TASK ITEM: Word for word, please restate the lines from the beginning of the data through the line in which "during a run" appears.

======== THE INPUT

//! Execution events
//!
//! The scheduler emits typed events on a broadcast bus; consumers
//! (persistence sinks, external streams, loggers) subscribe independently.
//! Events carry millisecond timestamps and serialize with a snake_case
//! `type` tag for external streaming.

use chrono::Utc;
use serde::{Deserialize, Serialize};
use serde_json::Value;
use tokio::sync::broadcast;

/// Events emitted during a run
#[derive(Debug, Clone, Serialize, Deserialize, PartialEq)]
#[serde(tag = "type", rename_all = "snake_case")]
pub enum ExecutionEvent {
    /// A node was dispatched
    NodeStarted {
        /// Owning run
        run_id: String,
        /// Dispatched node
        node_id: String,
        /// Event time (Unix millis)
        timestamp: i64,
    },
    /// A node produced its output
    NodeCompleted {
        /// Owning run
        run_id: String,
        /// Completed node
        node_id: String,
        /// The node's output value
        output: Value,
        /// Event time (Unix millis)
        timestamp: i64,
    },
    /// A node exhausted its attempts
    NodeFailed {
        /// Owning run
        run_id: String,
        /// Failed node
        node_id: String,
        /// Final error message
        error: String,
        /// Event time (Unix millis)
        timestamp: i64,
    },
    /// A human node is suspended on approval
    WaitingApproval {
        /// Owning run
        run_id: String,
        /// Suspended node
        node_id: String,
        /// The node's configuration payload
        config: Value,
        /// Event time (Unix millis)
        timestamp: i64,
    },
    /// Every node completed
    WorkflowCompleted {
        /// Owning run
        run_id: String,
        /// Event time (Unix millis)
        timestamp: i64,
    },
    /// Validation failed, a node failed, or the run got stuck
    WorkflowFailed {
        /// Owning run
        run_id: String,
        /// First fatal cause, in emission order
        error: String,
        /// Event time (Unix millis)
        timestamp: i64,
    },
}

impl ExecutionEvent {
    /// Create a NodeStarted event
    pub fn node_started(run_id: impl Into<String>, node_id: impl Into<String>) -> Self {
        Self::NodeStarted {
            run_id: run_id.into(),
            node_id: node_id.into(),
            timestamp: Utc::now().timestamp_millis(),
        }
    }

    /// Create a NodeCompleted event
    pub fn node_completed(
        run_id: impl Into<String>,
        node_id: impl Into<String>,
        output: Value,
    ) -> Self {
        Self::NodeCompleted {
            run_id: run_id.into(),
            node_id: node_id.into(),
            output,
            timestamp: Utc::now().timestamp_millis(),
        }
    }

    /// Create a NodeFailed event
    pub fn node_failed(
        run_id: impl Into<String>,
        node_id: impl Into<String>,
        error: impl Into<String>,
    ) -> Self {
        Self::NodeFailed {
            run_id: run_id.into(),
            node_id: node_id.into(),
            error: error.into(),
            timestamp: Utc::now().timestamp_millis(),
        }
    }

    /// Create a WaitingApproval event
    pub fn waiting_approval(
        run_id: impl Into<String>,
        node_id: impl Into<String>,
        config: Value,
    ) -> Self {
        Self::WaitingApproval {
            run_id: run_id.into(),
            node_id: node_id.into(),
            config,
            timestamp: Utc::now().timestamp_millis(),
        }
    }

    /// Create a WorkflowCompleted event
    pub fn workflow_completed(run_id: impl Into<String>) -> Self {
        Self::WorkflowCompleted {
            run_id: run_id.into(),
            timestamp: Utc::now().timestamp_millis(),
        }
    }

    /// Create a WorkflowFailed event
    pub fn workflow_failed(run_id: impl Into<String>, error: impl Into<String>) -> Self {
        Self::WorkflowFailed {
            run_id: run_id.into(),
            error: error.into(),
            timestamp: Utc::now().timestamp_millis(),
        }
    }

    /// The owning run
    pub fn run_id(&self) -> &str {
        match self {
            Self::NodeStarted { run_id, .. }
            | Self::NodeCompleted { run_id, .. }
            | Self::NodeFailed { run_id, .. }
            | Self::WaitingApproval { run_id, .. }
            | Self::WorkflowCompleted { run_id, .. }
            | Self::WorkflowFailed { run_id, .. } => run_id,
        }
    }

    /// The node the event concerns, when any
    pub fn node_id(&self) -> Option<&str> {
        match self {
            Self::NodeStarted { node_id, .. }
            | Self::NodeCompleted { node_id, .. }
            | Self::NodeFailed { node_id, .. }
            | Self::WaitingApproval { node_id, .. } => Some(node_id),
            Self::WorkflowCompleted { .. } | Self::WorkflowFailed { .. } => None,
        }
    }

    /// Event time (Unix millis)
    pub fn timestamp(&self) -> i64 {
        match self {
            Self::NodeStarted { timestamp, .. }
            | Self::NodeCompleted { timestamp, .. }
            | Self::NodeFailed { timestamp, .. }
            | Self::WaitingApproval { timestamp, .. }
            | Self::WorkflowCompleted { timestamp, .. }
            | Self::WorkflowFailed { timestamp, .. } => *timestamp,
        }
    }
}

/// Broadcast bus for execution events.
///
/// Cloning is cheap; clones publish to the same subscribers. Emission
/// never blocks and never fails: events published with no subscribers are
/// dropped.
#[derive(Debug, Clone)]
pub struct EventBus {
    sender: broadcast::Sender<ExecutionEvent>,
}

impl EventBus {
    /// Create a bus retaining up to `capacity` undelivered events per
    /// subscriber
    pub fn new(capacity: usize) -> Self {
        let (sender, _) = broadcast::channel(capacity);
        Self { sender }
    }

    /// Subscribe; the receiver sees events emitted after this call
    pub fn subscribe(&self) -> broadcast::Receiver<ExecutionEvent> {
        self.sender.subscribe()
    }

    /// Publish an event to all current subscribers
    pub fn emit(&self, event: ExecutionEvent) {
        tracing::debug!(
            run_id = event.run_id(),
            node_id = event.node_id().unwrap_or(""),
            event = ?event,
            "Execution event"
        );
        let _ = self.sender.send(event);
    }
}

impl Default for EventBus {
    fn default() -> Self {
        Self::new(256)
    }
}
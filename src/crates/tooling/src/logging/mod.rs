//! Tracing subscriber initialization
//!
//! All strand crates log through `tracing`; binaries and tests call
//! [`init`] (or [`try_init`]) once at startup. The filter honors
//! `RUST_LOG`, defaulting to `info`.

use tracing_subscriber::EnvFilter;

/// Initialize the global tracing subscriber.
///
/// Panics if a global subscriber is already set; use [`try_init`] where
/// that may legitimately happen (tests).
pub fn init() {
    tracing_subscriber::fmt()
        .with_env_filter(EnvFilter::try_from_default_env().unwrap_or_else(|_| EnvFilter::new("info")))
        .init();
}

/// Initialize the global tracing subscriber, ignoring an already-set one
pub fn try_init() {
    let _ = tracing_subscriber::fmt()
        .with_env_filter(EnvFilter::try_from_default_env().unwrap_or_else(|_| EnvFilter::new("info")))
        .try_init();
}
//! Repository for runs and per-node execution records

use crate::db::Database;
use chrono::Utc;
use engine::persistence::{NodeStateUpdate, RunStore};
use engine::{EngineError, Run, RunNode, RunNodeStatus, RunStatus};
use serde_json::{Map, Value};
use sqlx::Row;
use std::sync::Arc;
use uuid::Uuid;

/// SQLite implementation of [`RunStore`]
#[derive(Clone, Debug)]
pub struct RunRepository {
    db: Arc<Database>,
}

impl RunRepository {
    /// Create a repository over an open database
    pub fn new(db: Arc<Database>) -> Self {
        Self { db }
    }
}

fn persistence(e: impl std::fmt::Display) -> EngineError {
    EngineError::Persistence(e.to_string())
}

fn run_from_row(row: &sqlx::sqlite::SqliteRow) -> engine::Result<Run> {
    let inputs: String = row.get("inputs");
    let inputs: Map<String, Value> = serde_json::from_str(&inputs).map_err(persistence)?;
    let status: String = row.get("status");

    Ok(Run {
        id: row.get("id"),
        workflow_id: row.get("workflow_id"),
        tenant_id: row.get("tenant_id"),
        status: RunStatus::from(status.as_str()),
        inputs,
        error: row.get("error"),
        started_at: row.get("started_at"),
        ended_at: row.get("ended_at"),
        created_at: row.get("created_at"),
    })
}

fn run_node_from_row(row: &sqlx::sqlite::SqliteRow) -> engine::Result<RunNode> {
    let status: String = row.get("status");
    let kind: String = row.get("type");
    let kind = serde_json::from_value(Value::String(kind)).map_err(persistence)?;
    let output: Option<String> = row.get("outputs");
    let output = match output {
        Some(raw) => Some(serde_json::from_str(&raw).map_err(persistence)?),
        None => None,
    };

    Ok(RunNode {
        id: row.get("id"),
        run_id: row.get("run_id"),
        node_id: row.get("node_id"),
        kind,
        status: RunNodeStatus::from(status.as_str()),
        output,
        error: row.get("error"),
        retries: row.get::<i64, _>("retries") as u32,
        started_at: row.get("started_at"),
        ended_at: row.get("ended_at"),
        created_at: row.get("created_at"),
    })
}

#[async_trait::async_trait]
impl RunStore for RunRepository {
    async fn save_run(&self, run: &Run) -> engine::Result<()> {
        let inputs = serde_json::to_string(&run.inputs).map_err(persistence)?;

        sqlx::query(
            "INSERT INTO runs (id, workflow_id, tenant_id, status, inputs, outputs, error,
                               started_at, ended_at, created_at)
             VALUES (?, ?, ?, ?, ?, NULL, ?, ?, ?, ?)",
        )
        .bind(&run.id)
        .bind(&run.workflow_id)
        .bind(&run.tenant_id)
        .bind(run.status.as_str())
        .bind(inputs)
        .bind(&run.error)
        .bind(run.started_at)
        .bind(run.ended_at)
        .bind(run.created_at)
        .execute(self.db.pool())
        .await
        .map_err(persistence)?;

        Ok(())
    }

    async fn update_run_status(
        &self,
        run_id: &str,
        status: RunStatus,
        ended_at: Option<i64>,
        error: Option<String>,
    ) -> engine::Result<bool> {
        // Compare-and-set: terminal statuses are never overwritten, so a
        // cancel racing natural termination keeps the first writer.
        let result = sqlx::query(
            "UPDATE runs
                SET status = ?,
                    started_at = CASE WHEN ? = 'running' AND started_at IS NULL
                                      THEN ? ELSE started_at END,
                    ended_at = COALESCE(?, ended_at),
                    error = COALESCE(?, error)
              WHERE id = ? AND status IN ('queued', 'running', 'waiting')",
        )
        .bind(status.as_str())
        .bind(status.as_str())
        .bind(Utc::now().timestamp())
        .bind(ended_at)
        .bind(error)
        .bind(run_id)
        .execute(self.db.pool())
        .await
        .map_err(persistence)?;

        Ok(result.rows_affected() > 0)
    }

    async fn load_run(&self, run_id: &str) -> engine::Result<Option<Run>> {
        let row = sqlx::query(
            "SELECT id, workflow_id, tenant_id, status, inputs, error,
                    started_at, ended_at, created_at
               FROM runs WHERE id = ?",
        )
        .bind(run_id)
        .fetch_optional(self.db.pool())
        .await
        .map_err(persistence)?;

        row.as_ref().map(run_from_row).transpose()
    }

    async fn upsert_run_node(&self, update: &NodeStateUpdate) -> engine::Result<()> {
        let output = update
            .output
            .as_ref()
            .map(serde_json::to_string)
            .transpose()
            .map_err(persistence)?;

        sqlx::query(
            "INSERT INTO run_nodes (id, run_id, node_id, type, status, inputs, outputs,
                                    error, retries, started_at, ended_at, created_at)
             VALUES (?, ?, ?, ?, ?, NULL, ?, ?, ?, ?, ?, ?)
             ON CONFLICT (run_id, node_id) DO UPDATE SET
                 status = excluded.status,
                 outputs = excluded.outputs,
                 error = excluded.error,
                 retries = excluded.retries,
                 started_at = COALESCE(run_nodes.started_at, excluded.started_at),
                 ended_at = excluded.ended_at",
        )
        .bind(Uuid::new_v4().to_string())
        .bind(&update.run_id)
        .bind(&update.node_id)
        .bind(update.kind.as_str())
        .bind(update.status.as_str())
        .bind(output)
        .bind(&update.error)
        .bind(update.retries as i64)
        .bind(update.started_at)
        .bind(update.ended_at)
        .bind(Utc::now().timestamp())
        .execute(self.db.pool())
        .await
        .map_err(persistence)?;

        Ok(())
    }

    async fn load_run_nodes(&self, run_id: &str) -> engine::Result<Vec<RunNode>> {
        let rows = sqlx::query(
            "SELECT id, run_id, node_id, type, status, outputs, error, retries,
                    started_at, ended_at, created_at
               FROM run_nodes WHERE run_id = ? ORDER BY created_at",
        )
        .bind(run_id)
        .fetch_all(self.db.pool())
        .await
        .map_err(persistence)?;

        rows.iter().map(run_node_from_row).collect()
    }

    async fn list_interrupted_runs(&self) -> engine::Result<Vec<Run>> {
        let rows = sqlx::query(
            "SELECT id, workflow_id, tenant_id, status, inputs, error,
                    started_at, ended_at, created_at
               FROM runs
              WHERE status IN ('queued', 'running', 'waiting')
              ORDER BY created_at",
        )
        .fetch_all(self.db.pool())
        .await
        .map_err(persistence)?;

        rows.iter().map(run_from_row).collect()
    }
}
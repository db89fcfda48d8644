//! Run lifecycle management
//!
//! Creates Run records, seeds contexts from the declared inputs schema,
//! drives the scheduler, and finalises run status with compare-and-set
//! semantics (a terminal status is never overwritten, so cancel racing
//! natural termination is a no-op). Also the external entry points for
//! approvals, cancellation, resume, and crash recovery.

use crate::config::EngineConfig;
use crate::context::Context;
use crate::error::{EngineError, Result};
use crate::events::EventBus;
use crate::executor::{ApprovalDecision, ExecutorRegistry, HumanExecutor};
use crate::model::{Run, RunNodeStatus, RunStatus, Workflow};
use crate::persistence::{RunStore, WorkflowStore};
use crate::scheduler::{RunOutcome, WorkflowExecutor};
use chrono::Utc;
use parking_lot::Mutex;
use serde_json::Map;
use std::collections::{HashMap, HashSet};
use std::sync::Arc;
use tokio::sync::broadcast;
use tracing::{info, warn};

/// Owns active runs and their schedulers
pub struct RunManager {
    store: Arc<dyn RunStore>,
    workflows: Arc<dyn WorkflowStore>,
    registry: Arc<ExecutorRegistry>,
    human: Arc<HumanExecutor>,
    events: EventBus,
    config: EngineConfig,
    active: Mutex<HashMap<String, Arc<WorkflowExecutor>>>,
}

impl RunManager {
    /// Create a run manager
    pub fn new(
        store: Arc<dyn RunStore>,
        workflows: Arc<dyn WorkflowStore>,
        registry: Arc<ExecutorRegistry>,
        human: Arc<HumanExecutor>,
        events: EventBus,
        config: EngineConfig,
    ) -> Self {
        Self {
            store,
            workflows,
            registry,
            human,
            events,
            config,
            active: Mutex::new(HashMap::new()),
        }
    }

    /// Subscribe to the execution event stream
    pub fn subscribe_events(&self) -> broadcast::Receiver<crate::events::ExecutionEvent> {
        self.events.subscribe()
    }

    /// Ids of runs currently executing in this process
    pub fn active_runs(&self) -> Vec<String> {
        self.active.lock().keys().cloned().collect()
    }

    /// Create a run and execute it to a terminal status.
    ///
    /// Inputs are validated against the workflow's declared schema
    /// (defaults applied, required inputs enforced) before the run record
    /// is created.
    pub async fn start_run(
        &self,
        workflow: &Workflow,
        inputs: Map<String, serde_json::Value>,
        tenant_id: &str,
    ) -> Result<Run> {
        let variables = workflow.seed_inputs(&inputs)?;
        let run = Run::new(&workflow.id, tenant_id, inputs);
        self.store.save_run(&run).await?;

        let context = Context::new(&run.id, tenant_id).with_variables(variables);
        self.drive(workflow, run, context, HashSet::new()).await
    }

    /// Resume a previously interrupted run.
    ///
    /// The context is rebuilt from persisted node outputs; nodes already
    /// completed are never re-executed, previously failed nodes are
    /// eligible again.
    pub async fn resume_run(&self, workflow: &Workflow, run_id: &str) -> Result<Run> {
        let run = self
            .store
            .load_run(run_id)
            .await?
            .ok_or_else(|| EngineError::NotFound(format!("Run '{}' not found", run_id)))?;
        if run.status.is_terminal() {
            return Err(EngineError::Execution(format!(
                "Run '{}' already reached terminal status '{}'",
                run_id, run.status
            )));
        }

        let variables = workflow.seed_inputs(&run.inputs)?;
        let mut context = Context::new(run_id, &run.tenant_id).with_variables(variables);

        let mut completed = HashSet::new();
        for node in self.store.load_run_nodes(run_id).await? {
            if node.status == RunNodeStatus::Completed {
                if let Some(output) = node.output {
                    context.set_output(&node.node_id, output);
                }
                completed.insert(node.node_id);
            }
        }

        info!(
            run_id,
            completed = completed.len(),
            "Resuming interrupted run"
        );
        self.drive(workflow, run, context, completed).await
    }

    /// Resume every interrupted run in the background.
    ///
    /// Best-effort: a run whose workflow definition is gone, or whose
    /// resume fails, is logged and marked failed without affecting the
    /// others. Returns the run ids scheduled for resume.
    pub async fn recover(self: Arc<Self>) -> Result<Vec<String>> {
        let interrupted = self.store.list_interrupted_runs().await?;
        let mut scheduled = Vec::new();

        for run in interrupted {
            scheduled.push(run.id.clone());
            let manager = Arc::clone(&self);
            tokio::spawn(async move {
                let workflow = match manager.workflows.load_workflow(&run.workflow_id).await {
                    Ok(Some(workflow)) => workflow,
                    Ok(None) => {
                        warn!(
                            run_id = %run.id,
                            workflow_id = %run.workflow_id,
                            "Cannot recover run: workflow definition missing"
                        );
                        manager
                            .finalize_status(
                                &run.id,
                                RunStatus::Failed,
                                Some("Workflow definition missing on recovery".to_string()),
                            )
                            .await;
                        return;
                    }
                    Err(e) => {
                        warn!(run_id = %run.id, error = %e, "Cannot recover run");
                        return;
                    }
                };

                if let Err(e) = manager.resume_run(&workflow, &run.id).await {
                    warn!(run_id = %run.id, error = %e, "Run recovery failed");
                }
            });
        }

        info!(count = scheduled.len(), "Scheduled interrupted runs for recovery");
        Ok(scheduled)
    }

    /// Resolve a pending approval for a running human node
    pub fn approve(
        &self,
        run_id: &str,
        node_id: &str,
        approver: &str,
        approved: bool,
        comment: Option<String>,
    ) -> Result<()> {
        let decision = if approved {
            ApprovalDecision::approve(approver, comment)
        } else {
            ApprovalDecision::reject(approver, comment)
        };
        self.human.resolve(run_id, node_id, decision)
    }

    /// Request cancellation of a run.
    ///
    /// For an active run the scheduler winds down cooperatively and the
    /// terminal status lands through its outcome; for an inactive run the
    /// status moves straight to cancelled. Either path is a no-op when the
    /// run already reached a terminal status.
    pub async fn cancel_run(&self, run_id: &str) -> Result<()> {
        let executor = self.active.lock().get(run_id).cloned();
        match executor {
            Some(executor) => {
                executor.cancel();
                Ok(())
            }
            None => {
                let changed = self
                    .store
                    .update_run_status(
                        run_id,
                        RunStatus::Cancelled,
                        Some(Utc::now().timestamp()),
                        None,
                    )
                    .await?;
                if changed {
                    info!(run_id, "Inactive run cancelled");
                }
                Ok(())
            }
        }
    }

    async fn drive(
        &self,
        workflow: &Workflow,
        mut run: Run,
        mut context: Context,
        completed: HashSet<String>,
    ) -> Result<Run> {
        self.finalize_status(&run.id, RunStatus::Running, None).await;
        run.status = RunStatus::Running;
        run.started_at = Some(Utc::now().timestamp());

        let executor = Arc::new(WorkflowExecutor::new(
            &run.id,
            Arc::clone(&self.registry),
            Arc::clone(&self.human),
            self.events.clone(),
            Arc::clone(&self.store),
            self.config.clone(),
        ));
        self.active
            .lock()
            .insert(run.id.clone(), Arc::clone(&executor));

        let result = if completed.is_empty() {
            executor.execute(workflow, &mut context).await
        } else {
            executor.resume(workflow, &mut context, completed).await
        };
        self.active.lock().remove(&run.id);
        // The context is dropped here with the run's terminal status.

        let outcome = match result {
            Ok(outcome) => outcome,
            Err(e) => {
                let message = e.to_string();
                self.finalize_status(&run.id, RunStatus::Failed, Some(message.clone()))
                    .await;
                run.status = RunStatus::Failed;
                run.error = Some(message);
                run.ended_at = Some(Utc::now().timestamp());
                return Err(e);
            }
        };

        let (status, error) = match outcome {
            RunOutcome::Completed => (RunStatus::Completed, None),
            RunOutcome::Failed { error } => (RunStatus::Failed, Some(error)),
            RunOutcome::Cancelled => (RunStatus::Cancelled, None),
        };
        self.finalize_status(&run.id, status, error.clone()).await;
        run.status = status;
        run.error = error;
        run.ended_at = Some(Utc::now().timestamp());
        Ok(run)
    }

    async fn finalize_status(&self, run_id: &str, status: RunStatus, error: Option<String>) {
        let ended_at = status.is_terminal().then(|| Utc::now().timestamp());
        match self
            .store
            .update_run_status(run_id, status, ended_at, error)
            .await
        {
            Ok(true) => {}
            Ok(false) => {
                // Already terminal; compare-and-set keeps the first writer.
                info!(run_id, attempted = %status, "Run status already terminal, keeping it");
            }
            Err(e) => {
                warn!(run_id, status = %status, error = %e, "Failed to persist run status");
            }
        }
    }
}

================

EXERCISE SOLUTION:
//! Execution events
//!
//! The scheduler emits typed events on a broadcast bus; consumers
//! (persistence sinks, external streams, loggers) subscribe independently.
//! Events carry millisecond timestamps and serialize with a snake_case
//! `type` tag for external streaming.

use chrono::Utc;
use serde::{Deserialize, Serialize};
use serde_json::Value;
use tokio::sync::broadcast;

/// Events emitted during a run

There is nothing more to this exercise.